Они стоят лицом прямо в поле, а с внутренней их стороны, заполняя пространство между лагерями и береговым склоном Дудергофского озера — растут деревья, разбиты цветники, зеленеют площади травников.
Если стать лицом к Военному полю, первой слева — стоит офицерская кавалерийская школа с ее конюшнями и барачками, затем идут бараки эскадрона и казачьей сотни, нашей школы.
За нами — артиллеристы — михайловцы, за михайловцами — константиновцы, дальше — Павловское училище и Петербургское Военное.
Перед артиллеристами — квадраты из орудийных парков.

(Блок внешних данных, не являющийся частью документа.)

//! Game state and core simulation types
//!
//! Everything a session mutates lives here. The timers and RNG that drive it
//! are owned by [`super::Session`].

use glam::IVec2;
use serde::{Deserialize, Serialize};
use slotmap::SlotMap;

use super::arena::{Arena, EntityId, PowerupKey};
use super::rect::Rect;
use crate::settings::{PowerupTag, Tuning};

/// Session lifecycle
#[derive(Debug, Clone, Copy, PartialEq, Eq, Serialize, Deserialize)]
pub enum SessionPhase {
    /// Built but not started; no timers armed
    Idle,
    /// Clock and spawners active
    Running,
    /// Terminal. Nothing ticks, spawns or accepts input.
    Ended,
}

/// The runner
#[derive(Debug, Clone, Serialize, Deserialize)]
pub struct Player {
    /// Top-left corner. x never changes.
    pub pos: IVec2,
    pub size: IVec2,
    /// Vertical velocity in pixels per tick (negative = up)
    pub velocity: i32,
    pub jumping: bool,
}

impl Player {
    pub fn new(tuning: &Tuning) -> Self {
        Self {
            pos: IVec2::new(tuning.player_x, tuning.resting_y()),
            size: IVec2::new(tuning.player_width, tuning.player_height),
            velocity: 0,
            jumping: false,
        }
    }

    pub fn rect(&self) -> Rect {
        Rect {
            pos: self.pos,
            size: self.size,
        }
    }

    pub fn is_grounded(&self, tuning: &Tuning) -> bool {
        !self.jumping && self.pos.y == tuning.resting_y()
    }

    /// One tick of vertical motion. Returns true if the player moved.
    pub fn integrate(&mut self, tuning: &Tuning) -> bool {
        if !self.jumping {
            return false;
        }
        self.pos.y = self.pos.y.saturating_add(self.velocity);
        self.velocity = self.velocity.saturating_add(tuning.gravity);
        let resting_y = tuning.resting_y();
        if self.pos.y >= resting_y {
            self.pos.y = resting_y;
            self.velocity = 0;
            self.jumping = false;
        }
        true
    }
}

/// A ground hazard scrolling toward the player
#[derive(Debug, Clone, Serialize, Deserialize)]
pub struct Obstacle {
    pub rect: Rect,
}

/// The single collectible that permanently raises the scroll speed
#[derive(Debug, Clone, Serialize, Deserialize)]
pub struct Powerup {
    pub id: EntityId,
    pub rect: Rect,
    pub tag: PowerupTag,
}

/// How a host should draw an entity
#[derive(Debug, Clone, Copy, PartialEq, Eq, Serialize, Deserialize)]
pub enum Visual {
    Player,
    Obstacle,
    Powerup(PowerupTag),
}

/// End-of-session summary handed to the host
#[derive(Debug, Clone, PartialEq, Serialize, Deserialize)]
pub struct SessionReport {
    pub jump_count: u32,
    pub permanent_powerups: u32,
    pub obstacle_speed: i32,
    pub ticks: u64,
    pub title: String,
    pub message: String,
}

/// Output for the host, drained after each `advance`/`jump`
#[derive(Debug, Clone, PartialEq, Serialize, Deserialize)]
pub enum GameEvent {
    Spawned { id: EntityId, visual: Visual, rect: Rect },
    Moved { id: EntityId, rect: Rect },
    Despawned { id: EntityId },
    Jumped { jump_count: u32 },
    PowerupCollected {
        tag: PowerupTag,
        permanent_powerups: u32,
        obstacle_speed: i32,
    },
    SessionEnded { report: SessionReport },
    /// Host closed the session before a collision
    SessionClosed,
}

/// Complete session state
#[derive(Debug, Clone, Serialize, Deserialize)]
pub struct GameState {
    /// Run seed for reproducibility
    pub seed: u64,
    pub phase: SessionPhase,
    pub player: Player,
    /// Live obstacles, iterated in spawn order
    pub obstacles: Arena<Obstacle>,
    /// At most one live power-up
    pub powerup: Option<Powerup>,
    /// Accepted jumps; never decreases
    pub jump_count: u32,
    /// Power-ups collected; never decreases
    pub permanent_powerups: u32,
    /// Scroll rate in pixels per tick; non-decreasing, capped at `Tuning::max_speed`
    pub obstacle_speed: i32,
    /// Simulation tick counter
    pub time_ticks: u64,
    /// Pending host output
    #[serde(skip)]
    pub events: Vec<GameEvent>,
    /// Issues a fresh key for every power-up
    powerup_keys: SlotMap<PowerupKey, ()>,
}

impl GameState {
    pub fn new(seed: u64, tuning: &Tuning) -> Self {
        Self {
            seed,
            phase: SessionPhase::Idle,
            player: Player::new(tuning),
            obstacles: Arena::new(),
            powerup: None,
            jump_count: 0,
            permanent_powerups: 0,
            obstacle_speed: tuning.base_speed,
            time_ticks: 0,
            events: Vec::new(),
            powerup_keys: SlotMap::with_key(),
        }
    }

    pub fn is_running(&self) -> bool {
        self.phase == SessionPhase::Running
    }

    /// Start a jump if the player is on the ground. Returns whether it was accepted.
    pub fn try_jump(&mut self, tuning: &Tuning) -> bool {
        if !self.is_running() || self.player.jumping {
            return false;
        }
        self.player.jumping = true;
        self.player.velocity = tuning.jump_velocity;
        self.jump_count += 1;
        self.events.push(GameEvent::Jumped {
            jump_count: self.jump_count,
        });
        true
    }

    /// Place a new obstacle on the ground at the right edge
    pub fn spawn_obstacle(&mut self, tuning: &Tuning) -> EntityId {
        let rect = Rect::new(
            tuning.arena_width,
            tuning.obstacle_y(),
            tuning.obstacle_width,
            tuning.obstacle_height,
        );
        let id = self.obstacles.insert(Obstacle { rect });
        self.events.push(GameEvent::Spawned {
            id,
            visual: Visual::Obstacle,
            rect,
        });
        id
    }

    /// Place a power-up unless one is already live
    pub fn spawn_powerup(&mut self, tuning: &Tuning, tag: PowerupTag) -> Option<EntityId> {
        if self.powerup.is_some() {
            return None;
        }
        let id = EntityId::Powerup(self.powerup_keys.insert(()));
        let rect = Rect::new(
            tuning.powerup_x(),
            tuning.powerup_y(),
            tuning.powerup_size,
            tuning.powerup_size,
        );
        self.powerup = Some(Powerup { id, rect, tag });
        self.events.push(GameEvent::Spawned {
            id,
            visual: Visual::Powerup(tag),
            rect,
        });
        Some(id)
    }

    /// Consume the live power-up and apply the permanent speed boost
    pub fn collect_powerup(&mut self, tuning: &Tuning) -> Option<PowerupTag> {
        let powerup = self.take_powerup()?;
        self.apply_speed_boost(tuning);
        self.events.push(GameEvent::PowerupCollected {
            tag: powerup.tag,
            permanent_powerups: self.permanent_powerups,
            obstacle_speed: self.obstacle_speed,
        });
        Some(powerup.tag)
    }

    pub fn apply_speed_boost(&mut self, tuning: &Tuning) {
        self.permanent_powerups += 1;
        self.obstacle_speed = tuning
            .speed_after(self.permanent_powerups)
            .max(self.obstacle_speed);
    }

    /// Despawn every obstacle and the power-up
    pub fn clear_entities(&mut self) {
        for (id, _) in self.obstacles.drain() {
            self.events.push(GameEvent::Despawned { id });
        }
        self.take_powerup();
    }

    /// Remove the live power-up without applying its effect
    pub fn take_powerup(&mut self) -> Option<Powerup> {
        let powerup = self.powerup.take()?;
        if let EntityId::Powerup(key) = powerup.id {
            self.powerup_keys.remove(key);
        }
        self.events.push(GameEvent::Despawned { id: powerup.id });
        Some(powerup)
    }

    /// Total live entities besides the player
    pub fn live_entities(&self) -> usize {
        self.obstacles.len() + usize::from(self.powerup.is_some())
    }
}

Перед всем фронтом бараков — длинная, широкая дорожка, называемая «линейкой», вдоль которой расставлены большие деревянные «грибы» для дневальных.
Обедают под особым деревянным навесом в глубине лагерного расположения, а по окончании дневных занятий и вообще в свободное время — большинство юнкеров ходят на безлюдные склоны озера, с которых открывается вид на весь Дудергоф — такой издали мохнатый и угрюмый.
По вечерам юнкера-казаки сотни, располагаясь на берегу — дают целые концерты, отличаясь своим несравнимым хоровым пением.
Замечательно они поют и пели всегда, эти лихие сыны Дона, Кубани и Терека — и, отдавая им полную справедливость в этом первенстве — мы подолгу заслушивались их прекрасными песнями.
Весь май проходил за «съемками».
Это было временем «алидад», «кипрегелей», нанесения горизонталей и отмечания лесов, кустарников, болот и сел.
Мы чувствовали себя более свободными, нанимали местных деревенских мальчишек, носивших за нами «планшеты» бродили по окрестностям Дудергофа и Красного села, доставляли доход многочисленным разносчикам, рыскавшим по всей местности наших съемок с пирожками, шоколадом и даже коньяком — и справедливо заслуживших поэтому название «шакалов».
Они и сами отлично знали свою кличку и стремглав подлетали со своими корзинами при окличке «шакал!»
По праздникам ездили в Петербург — уже другой, летний Петербург — наполняя пестрою и молодою толпою вагоны Балтийской железной дороги.
С началом полевых учений — начиналось настоящее царство Карангозова.
Густым столбом стоит над нашим эскадроном пыль, — звучит команда и труба, и весь эскадрон, производя самые разнообразные построения, носится с одного края военного поля на другой.
Карангозов любил стремительность, заезды плечом на карьере, носился сам впереди, водя всю часть за собою.
— Эскадрон за мной! — было его любимым упражнением. Он летел перед скакавшими за ним справа повзводно юнкерами, делал «восьмерки» и «вольты» и не признавал в это время никаких препятствий.
Не один из нас «копал редьки» в это время, и не простые, а вместе с лошадью, но особенных несчастий ни с кем не случалось.
Правда — нестерпимо болели колени от сжиманий при заездах, до синяков набивала спину винтовка, болели от ремней ключицы и грудь — но все это проходило к середине лета и тело ко всему привыкало.
Вторая половина лагерного сбора проходила веселее и оживленнее.
Начинались смотры, делались небольшие маневры, приближался день Царского объезда лагеря.
Мы ходим по вечерам в расположение Михайловцев, куда прибывал для концерта оркестр стрелков Императорской Фамилии; исполнялся Чайковский, увертюры Гуно, стучали кости скелетов в танце мертвецов Сен Санса, гремел «Двенадцатый Год» — и необыкновенно эффектно изображалась смерть Огинского, застрелившегося когда-то во время исполнения оркестром его же собственного полонеза.
5
Так в книге, должно быть — IX (примечание верстальщика).